MATERIAL SHOWN:
↓
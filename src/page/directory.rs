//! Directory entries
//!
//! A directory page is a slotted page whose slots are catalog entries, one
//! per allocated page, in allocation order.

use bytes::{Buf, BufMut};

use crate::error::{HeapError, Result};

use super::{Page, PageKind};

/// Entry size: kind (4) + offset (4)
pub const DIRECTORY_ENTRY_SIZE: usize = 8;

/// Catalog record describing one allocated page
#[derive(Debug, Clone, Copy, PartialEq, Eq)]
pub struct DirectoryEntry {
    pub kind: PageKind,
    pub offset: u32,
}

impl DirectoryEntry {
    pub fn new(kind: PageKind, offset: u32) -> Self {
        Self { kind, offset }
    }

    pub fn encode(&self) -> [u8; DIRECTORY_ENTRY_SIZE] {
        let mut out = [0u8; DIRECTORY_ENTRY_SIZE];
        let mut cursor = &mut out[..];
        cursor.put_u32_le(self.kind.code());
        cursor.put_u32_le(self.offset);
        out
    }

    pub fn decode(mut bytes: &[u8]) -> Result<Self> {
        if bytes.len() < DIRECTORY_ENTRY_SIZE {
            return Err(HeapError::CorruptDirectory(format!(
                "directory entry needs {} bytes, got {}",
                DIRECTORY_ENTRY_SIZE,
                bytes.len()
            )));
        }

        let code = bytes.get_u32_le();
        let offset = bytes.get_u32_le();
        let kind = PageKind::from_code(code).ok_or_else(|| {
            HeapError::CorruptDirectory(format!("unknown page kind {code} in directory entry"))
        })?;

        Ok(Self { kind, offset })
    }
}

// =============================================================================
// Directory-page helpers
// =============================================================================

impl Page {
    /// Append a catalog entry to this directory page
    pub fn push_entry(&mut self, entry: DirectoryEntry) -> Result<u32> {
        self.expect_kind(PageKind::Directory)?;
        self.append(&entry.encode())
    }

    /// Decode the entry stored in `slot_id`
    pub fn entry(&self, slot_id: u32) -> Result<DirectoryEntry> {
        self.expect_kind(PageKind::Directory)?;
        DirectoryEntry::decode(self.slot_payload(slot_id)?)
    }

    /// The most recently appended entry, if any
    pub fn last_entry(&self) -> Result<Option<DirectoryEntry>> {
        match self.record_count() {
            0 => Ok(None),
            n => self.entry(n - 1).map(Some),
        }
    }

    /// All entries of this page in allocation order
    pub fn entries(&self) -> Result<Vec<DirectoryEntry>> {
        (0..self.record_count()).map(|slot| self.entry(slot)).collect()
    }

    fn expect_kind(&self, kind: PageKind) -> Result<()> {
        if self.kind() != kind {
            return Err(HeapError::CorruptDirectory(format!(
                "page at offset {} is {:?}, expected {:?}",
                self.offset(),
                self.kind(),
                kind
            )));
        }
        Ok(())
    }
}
↑
↓
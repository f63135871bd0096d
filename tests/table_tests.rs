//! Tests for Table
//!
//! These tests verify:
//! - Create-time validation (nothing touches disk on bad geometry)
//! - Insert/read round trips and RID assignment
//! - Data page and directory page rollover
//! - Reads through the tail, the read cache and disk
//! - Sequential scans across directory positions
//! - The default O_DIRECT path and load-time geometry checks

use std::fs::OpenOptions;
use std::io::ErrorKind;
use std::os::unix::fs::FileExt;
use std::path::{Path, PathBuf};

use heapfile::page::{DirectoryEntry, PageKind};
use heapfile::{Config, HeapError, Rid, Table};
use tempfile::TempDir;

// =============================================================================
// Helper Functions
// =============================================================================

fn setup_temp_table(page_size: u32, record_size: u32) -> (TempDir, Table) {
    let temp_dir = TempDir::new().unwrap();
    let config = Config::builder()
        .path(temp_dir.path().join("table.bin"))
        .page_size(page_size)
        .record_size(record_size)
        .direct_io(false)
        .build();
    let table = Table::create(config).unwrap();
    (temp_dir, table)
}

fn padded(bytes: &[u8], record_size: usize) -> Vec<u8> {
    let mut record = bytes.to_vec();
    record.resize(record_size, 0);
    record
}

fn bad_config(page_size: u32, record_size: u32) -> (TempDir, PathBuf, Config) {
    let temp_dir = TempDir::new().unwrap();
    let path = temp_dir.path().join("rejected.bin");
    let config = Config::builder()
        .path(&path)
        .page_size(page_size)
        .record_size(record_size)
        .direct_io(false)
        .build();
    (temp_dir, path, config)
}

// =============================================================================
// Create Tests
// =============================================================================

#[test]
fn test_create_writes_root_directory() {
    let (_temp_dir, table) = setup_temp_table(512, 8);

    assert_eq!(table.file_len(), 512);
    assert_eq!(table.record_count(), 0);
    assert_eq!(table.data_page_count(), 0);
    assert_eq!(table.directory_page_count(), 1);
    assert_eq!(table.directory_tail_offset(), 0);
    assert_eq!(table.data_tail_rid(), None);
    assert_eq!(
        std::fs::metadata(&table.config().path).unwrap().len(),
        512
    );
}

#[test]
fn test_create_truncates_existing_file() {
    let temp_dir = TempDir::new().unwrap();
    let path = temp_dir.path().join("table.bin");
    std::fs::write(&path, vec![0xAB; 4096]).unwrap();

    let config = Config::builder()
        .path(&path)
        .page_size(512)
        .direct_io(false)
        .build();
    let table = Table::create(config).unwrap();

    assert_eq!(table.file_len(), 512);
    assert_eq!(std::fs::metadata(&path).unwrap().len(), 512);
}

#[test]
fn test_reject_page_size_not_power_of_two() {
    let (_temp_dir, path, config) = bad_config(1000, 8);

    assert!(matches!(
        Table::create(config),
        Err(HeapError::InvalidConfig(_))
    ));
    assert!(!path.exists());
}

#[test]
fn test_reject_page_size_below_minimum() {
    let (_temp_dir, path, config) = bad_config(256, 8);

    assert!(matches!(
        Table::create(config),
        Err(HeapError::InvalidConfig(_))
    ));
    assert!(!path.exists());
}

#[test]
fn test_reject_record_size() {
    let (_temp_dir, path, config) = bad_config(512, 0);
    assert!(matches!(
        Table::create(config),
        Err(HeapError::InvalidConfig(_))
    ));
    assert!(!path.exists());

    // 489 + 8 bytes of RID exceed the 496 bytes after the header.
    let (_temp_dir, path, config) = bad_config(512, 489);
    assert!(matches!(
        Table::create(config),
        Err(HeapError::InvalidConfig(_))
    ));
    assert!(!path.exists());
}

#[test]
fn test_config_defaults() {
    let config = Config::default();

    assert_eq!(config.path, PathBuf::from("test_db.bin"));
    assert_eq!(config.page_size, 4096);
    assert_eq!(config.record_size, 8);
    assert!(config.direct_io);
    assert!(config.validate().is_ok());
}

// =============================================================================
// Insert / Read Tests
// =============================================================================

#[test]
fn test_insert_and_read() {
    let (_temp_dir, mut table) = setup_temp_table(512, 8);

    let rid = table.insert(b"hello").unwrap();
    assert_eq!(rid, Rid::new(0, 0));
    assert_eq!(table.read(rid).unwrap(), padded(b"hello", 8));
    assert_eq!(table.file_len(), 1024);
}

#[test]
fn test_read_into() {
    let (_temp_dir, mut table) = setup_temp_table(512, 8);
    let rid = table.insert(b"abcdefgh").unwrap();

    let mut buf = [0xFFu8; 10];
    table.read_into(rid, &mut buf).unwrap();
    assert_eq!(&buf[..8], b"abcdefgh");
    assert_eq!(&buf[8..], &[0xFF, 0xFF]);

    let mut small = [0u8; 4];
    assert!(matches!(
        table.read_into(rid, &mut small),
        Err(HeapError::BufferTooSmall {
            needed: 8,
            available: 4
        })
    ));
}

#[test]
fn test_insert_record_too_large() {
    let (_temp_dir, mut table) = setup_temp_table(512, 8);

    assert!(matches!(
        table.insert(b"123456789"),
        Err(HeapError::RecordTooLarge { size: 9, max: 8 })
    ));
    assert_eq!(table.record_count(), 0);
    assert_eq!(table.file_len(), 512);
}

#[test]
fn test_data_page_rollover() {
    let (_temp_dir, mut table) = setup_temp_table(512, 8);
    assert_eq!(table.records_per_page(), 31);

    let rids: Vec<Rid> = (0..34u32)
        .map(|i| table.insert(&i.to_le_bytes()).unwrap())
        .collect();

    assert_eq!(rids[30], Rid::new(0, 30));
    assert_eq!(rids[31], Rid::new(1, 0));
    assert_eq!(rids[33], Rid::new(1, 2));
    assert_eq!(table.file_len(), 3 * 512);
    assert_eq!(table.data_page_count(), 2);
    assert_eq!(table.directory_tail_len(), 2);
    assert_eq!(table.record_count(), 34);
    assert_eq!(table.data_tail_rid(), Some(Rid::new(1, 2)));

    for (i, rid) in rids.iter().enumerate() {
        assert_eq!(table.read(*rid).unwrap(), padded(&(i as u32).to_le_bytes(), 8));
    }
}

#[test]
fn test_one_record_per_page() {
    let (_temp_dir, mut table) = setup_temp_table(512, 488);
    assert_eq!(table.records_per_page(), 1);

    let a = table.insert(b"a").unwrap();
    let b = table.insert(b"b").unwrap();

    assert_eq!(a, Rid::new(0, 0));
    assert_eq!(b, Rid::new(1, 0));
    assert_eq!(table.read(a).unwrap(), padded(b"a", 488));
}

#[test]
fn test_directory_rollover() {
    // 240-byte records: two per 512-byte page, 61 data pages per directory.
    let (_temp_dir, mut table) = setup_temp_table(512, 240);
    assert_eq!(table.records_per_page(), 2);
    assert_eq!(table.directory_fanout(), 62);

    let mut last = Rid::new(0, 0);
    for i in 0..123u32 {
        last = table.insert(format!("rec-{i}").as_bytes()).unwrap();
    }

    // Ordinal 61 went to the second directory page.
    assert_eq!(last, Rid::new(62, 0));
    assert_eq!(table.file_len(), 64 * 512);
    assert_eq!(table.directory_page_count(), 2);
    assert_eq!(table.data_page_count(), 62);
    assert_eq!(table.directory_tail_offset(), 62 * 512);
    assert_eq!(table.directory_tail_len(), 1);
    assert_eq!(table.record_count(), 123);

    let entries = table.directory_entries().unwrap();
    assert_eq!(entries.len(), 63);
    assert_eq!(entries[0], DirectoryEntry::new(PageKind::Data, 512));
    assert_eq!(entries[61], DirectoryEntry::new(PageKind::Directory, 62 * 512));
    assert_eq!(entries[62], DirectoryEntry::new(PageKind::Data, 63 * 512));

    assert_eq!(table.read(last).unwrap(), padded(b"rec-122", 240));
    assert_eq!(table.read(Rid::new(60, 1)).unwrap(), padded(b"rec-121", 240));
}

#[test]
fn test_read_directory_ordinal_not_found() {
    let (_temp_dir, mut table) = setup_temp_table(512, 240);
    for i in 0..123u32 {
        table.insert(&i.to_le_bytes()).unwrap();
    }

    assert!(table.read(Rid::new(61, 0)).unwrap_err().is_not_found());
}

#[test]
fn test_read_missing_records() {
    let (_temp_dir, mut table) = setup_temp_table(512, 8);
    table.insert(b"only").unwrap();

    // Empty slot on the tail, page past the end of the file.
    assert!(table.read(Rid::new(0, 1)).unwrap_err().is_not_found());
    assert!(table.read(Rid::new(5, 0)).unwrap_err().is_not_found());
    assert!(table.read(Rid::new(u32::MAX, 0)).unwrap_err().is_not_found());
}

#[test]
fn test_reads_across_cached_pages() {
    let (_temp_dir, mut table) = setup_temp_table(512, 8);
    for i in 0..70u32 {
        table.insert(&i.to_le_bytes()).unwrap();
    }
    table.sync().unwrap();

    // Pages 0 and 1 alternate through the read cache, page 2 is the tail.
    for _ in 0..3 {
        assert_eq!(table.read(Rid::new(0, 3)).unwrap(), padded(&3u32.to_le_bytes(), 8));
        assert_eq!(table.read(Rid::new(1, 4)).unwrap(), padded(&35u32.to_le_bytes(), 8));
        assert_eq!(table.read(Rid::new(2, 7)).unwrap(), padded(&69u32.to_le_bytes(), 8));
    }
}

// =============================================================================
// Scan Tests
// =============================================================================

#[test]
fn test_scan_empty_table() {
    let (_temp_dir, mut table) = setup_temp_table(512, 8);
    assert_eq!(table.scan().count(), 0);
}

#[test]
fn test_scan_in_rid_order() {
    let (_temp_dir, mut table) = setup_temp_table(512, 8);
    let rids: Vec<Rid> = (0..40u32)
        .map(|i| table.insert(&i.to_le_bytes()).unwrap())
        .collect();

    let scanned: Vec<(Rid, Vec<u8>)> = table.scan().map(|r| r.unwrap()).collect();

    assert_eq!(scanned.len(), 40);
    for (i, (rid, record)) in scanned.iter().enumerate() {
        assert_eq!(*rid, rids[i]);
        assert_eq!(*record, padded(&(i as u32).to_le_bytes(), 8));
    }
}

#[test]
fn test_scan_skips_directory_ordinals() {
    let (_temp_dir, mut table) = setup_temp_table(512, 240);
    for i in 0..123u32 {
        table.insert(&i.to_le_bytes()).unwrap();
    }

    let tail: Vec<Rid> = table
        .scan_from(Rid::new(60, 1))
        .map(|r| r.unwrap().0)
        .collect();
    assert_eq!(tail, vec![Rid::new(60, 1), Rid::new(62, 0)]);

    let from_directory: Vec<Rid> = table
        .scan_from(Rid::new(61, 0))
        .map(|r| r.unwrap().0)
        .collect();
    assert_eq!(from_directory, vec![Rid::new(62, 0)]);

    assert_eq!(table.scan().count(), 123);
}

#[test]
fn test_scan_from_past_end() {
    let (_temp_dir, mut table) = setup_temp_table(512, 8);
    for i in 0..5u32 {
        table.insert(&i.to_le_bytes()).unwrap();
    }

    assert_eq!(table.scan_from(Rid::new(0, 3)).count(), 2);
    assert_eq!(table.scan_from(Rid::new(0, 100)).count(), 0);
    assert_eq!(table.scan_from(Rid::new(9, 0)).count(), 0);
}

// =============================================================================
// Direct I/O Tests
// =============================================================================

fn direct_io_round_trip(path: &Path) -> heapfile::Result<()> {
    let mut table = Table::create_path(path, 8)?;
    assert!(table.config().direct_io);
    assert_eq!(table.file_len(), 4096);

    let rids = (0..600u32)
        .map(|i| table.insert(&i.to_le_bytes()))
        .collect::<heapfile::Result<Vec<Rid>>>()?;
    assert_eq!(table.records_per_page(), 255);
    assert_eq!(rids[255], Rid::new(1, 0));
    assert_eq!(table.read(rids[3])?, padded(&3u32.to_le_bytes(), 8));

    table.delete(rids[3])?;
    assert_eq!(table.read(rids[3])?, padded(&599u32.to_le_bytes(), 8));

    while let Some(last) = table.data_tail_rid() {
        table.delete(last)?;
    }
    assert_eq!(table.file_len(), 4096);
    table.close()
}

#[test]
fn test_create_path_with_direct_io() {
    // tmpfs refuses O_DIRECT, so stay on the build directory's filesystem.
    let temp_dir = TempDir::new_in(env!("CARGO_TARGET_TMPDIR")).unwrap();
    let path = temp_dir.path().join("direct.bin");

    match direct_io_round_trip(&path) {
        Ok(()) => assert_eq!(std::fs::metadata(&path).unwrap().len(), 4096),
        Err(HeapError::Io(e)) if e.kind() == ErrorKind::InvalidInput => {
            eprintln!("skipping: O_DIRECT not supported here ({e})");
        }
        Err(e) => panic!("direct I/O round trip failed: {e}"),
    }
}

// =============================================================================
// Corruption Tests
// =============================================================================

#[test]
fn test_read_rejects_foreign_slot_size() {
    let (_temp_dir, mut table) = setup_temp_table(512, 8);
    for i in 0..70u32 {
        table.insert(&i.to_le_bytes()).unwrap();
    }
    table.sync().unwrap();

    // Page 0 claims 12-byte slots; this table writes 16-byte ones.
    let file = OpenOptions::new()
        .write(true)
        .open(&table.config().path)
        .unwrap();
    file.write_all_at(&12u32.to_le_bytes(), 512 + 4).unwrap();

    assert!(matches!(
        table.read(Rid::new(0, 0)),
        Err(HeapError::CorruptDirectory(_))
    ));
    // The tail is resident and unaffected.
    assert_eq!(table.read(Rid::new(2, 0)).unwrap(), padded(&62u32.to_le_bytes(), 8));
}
↑
↓
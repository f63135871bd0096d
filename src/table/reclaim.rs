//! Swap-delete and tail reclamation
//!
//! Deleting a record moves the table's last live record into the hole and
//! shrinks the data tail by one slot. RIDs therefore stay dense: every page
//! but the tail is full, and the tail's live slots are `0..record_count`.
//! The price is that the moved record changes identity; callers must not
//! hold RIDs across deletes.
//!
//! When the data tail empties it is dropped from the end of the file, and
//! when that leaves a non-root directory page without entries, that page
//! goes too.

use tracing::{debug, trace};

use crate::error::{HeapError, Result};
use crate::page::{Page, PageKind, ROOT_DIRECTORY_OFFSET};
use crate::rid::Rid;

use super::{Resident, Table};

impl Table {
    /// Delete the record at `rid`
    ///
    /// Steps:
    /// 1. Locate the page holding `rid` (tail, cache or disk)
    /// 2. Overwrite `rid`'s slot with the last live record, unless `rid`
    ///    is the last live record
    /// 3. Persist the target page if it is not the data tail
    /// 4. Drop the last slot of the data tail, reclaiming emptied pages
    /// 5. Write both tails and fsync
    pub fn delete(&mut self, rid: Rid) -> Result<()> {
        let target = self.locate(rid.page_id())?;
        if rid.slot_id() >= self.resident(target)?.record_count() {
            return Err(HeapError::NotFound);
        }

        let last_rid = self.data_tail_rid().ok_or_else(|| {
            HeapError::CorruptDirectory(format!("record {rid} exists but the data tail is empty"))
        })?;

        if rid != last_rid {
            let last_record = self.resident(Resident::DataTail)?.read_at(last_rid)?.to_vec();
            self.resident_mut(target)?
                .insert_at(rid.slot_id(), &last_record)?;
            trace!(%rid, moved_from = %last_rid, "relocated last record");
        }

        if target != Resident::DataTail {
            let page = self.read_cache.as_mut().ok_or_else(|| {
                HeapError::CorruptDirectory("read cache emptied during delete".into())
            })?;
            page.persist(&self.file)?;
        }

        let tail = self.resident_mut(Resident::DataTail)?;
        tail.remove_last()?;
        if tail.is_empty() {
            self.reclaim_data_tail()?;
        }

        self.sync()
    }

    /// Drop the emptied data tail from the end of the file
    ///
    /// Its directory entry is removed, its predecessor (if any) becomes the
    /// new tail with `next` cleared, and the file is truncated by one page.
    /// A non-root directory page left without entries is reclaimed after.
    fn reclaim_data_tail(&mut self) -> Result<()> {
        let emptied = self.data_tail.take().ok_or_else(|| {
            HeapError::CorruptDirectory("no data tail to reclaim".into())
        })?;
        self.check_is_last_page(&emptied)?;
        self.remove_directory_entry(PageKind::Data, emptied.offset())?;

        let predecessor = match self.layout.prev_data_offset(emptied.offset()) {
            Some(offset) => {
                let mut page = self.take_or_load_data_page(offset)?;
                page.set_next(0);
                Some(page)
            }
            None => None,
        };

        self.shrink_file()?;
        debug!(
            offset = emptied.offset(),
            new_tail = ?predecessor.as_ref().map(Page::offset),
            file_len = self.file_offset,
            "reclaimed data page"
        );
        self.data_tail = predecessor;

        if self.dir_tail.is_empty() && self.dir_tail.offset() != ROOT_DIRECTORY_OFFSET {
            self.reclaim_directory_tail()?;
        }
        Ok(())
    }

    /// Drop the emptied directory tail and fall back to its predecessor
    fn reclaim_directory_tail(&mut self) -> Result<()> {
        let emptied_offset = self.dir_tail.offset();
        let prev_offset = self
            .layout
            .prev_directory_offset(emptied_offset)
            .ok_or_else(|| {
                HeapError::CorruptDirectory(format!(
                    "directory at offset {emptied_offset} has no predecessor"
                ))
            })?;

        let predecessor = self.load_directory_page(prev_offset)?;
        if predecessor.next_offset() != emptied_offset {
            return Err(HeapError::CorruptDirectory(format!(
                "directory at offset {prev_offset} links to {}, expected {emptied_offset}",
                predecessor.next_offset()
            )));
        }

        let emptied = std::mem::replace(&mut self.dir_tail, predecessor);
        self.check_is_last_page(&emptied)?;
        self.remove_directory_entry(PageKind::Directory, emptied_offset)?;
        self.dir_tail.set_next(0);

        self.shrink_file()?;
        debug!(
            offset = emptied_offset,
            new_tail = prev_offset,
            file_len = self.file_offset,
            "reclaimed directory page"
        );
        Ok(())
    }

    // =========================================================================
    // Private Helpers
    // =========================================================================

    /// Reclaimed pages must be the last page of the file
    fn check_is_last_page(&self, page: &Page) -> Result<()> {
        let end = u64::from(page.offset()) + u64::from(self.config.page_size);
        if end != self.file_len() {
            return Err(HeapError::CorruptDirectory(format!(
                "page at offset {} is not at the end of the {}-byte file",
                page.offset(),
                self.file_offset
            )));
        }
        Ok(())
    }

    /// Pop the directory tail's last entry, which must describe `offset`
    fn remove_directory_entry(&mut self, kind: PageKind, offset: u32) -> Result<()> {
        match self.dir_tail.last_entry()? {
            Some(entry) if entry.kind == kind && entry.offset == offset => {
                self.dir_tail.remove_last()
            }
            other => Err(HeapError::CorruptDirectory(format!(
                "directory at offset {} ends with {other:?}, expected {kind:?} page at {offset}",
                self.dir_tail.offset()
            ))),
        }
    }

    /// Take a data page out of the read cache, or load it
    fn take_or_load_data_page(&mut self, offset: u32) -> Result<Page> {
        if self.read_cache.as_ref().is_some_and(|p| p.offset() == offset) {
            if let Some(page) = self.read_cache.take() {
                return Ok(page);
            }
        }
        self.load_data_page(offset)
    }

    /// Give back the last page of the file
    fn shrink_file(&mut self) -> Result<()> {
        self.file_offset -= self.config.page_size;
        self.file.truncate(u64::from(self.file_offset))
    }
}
↑
WHAT YOU HAVE TO DO: When you reach the line with "filename src/page/directory.rs" in the records above, start writing out lines exactly, and stop once the line with "pub fn decode(mut" has been written; include nothing else.

SOLUTION:
filename src/page/directory.rs
//! Directory entries
//!
//! A directory page is a slotted page whose slots are catalog entries, one
//! per allocated page, in allocation order.

use bytes::{Buf, BufMut};

use crate::error::{HeapError, Result};

use super::{Page, PageKind};

/// Entry size: kind (4) + offset (4)
pub const DIRECTORY_ENTRY_SIZE: usize = 8;

/// Catalog record describing one allocated page
#[derive(Debug, Clone, Copy, PartialEq, Eq)]
pub struct DirectoryEntry {
    pub kind: PageKind,
    pub offset: u32,
}

impl DirectoryEntry {
    pub fn new(kind: PageKind, offset: u32) -> Self {
        Self { kind, offset }
    }

    pub fn encode(&self) -> [u8; DIRECTORY_ENTRY_SIZE] {
        let mut out = [0u8; DIRECTORY_ENTRY_SIZE];
        let mut cursor = &mut out[..];
        cursor.put_u32_le(self.kind.code());
        cursor.put_u32_le(self.offset);
        out
    }

    pub fn decode(mut bytes: &[u8]) -> Result<Self> {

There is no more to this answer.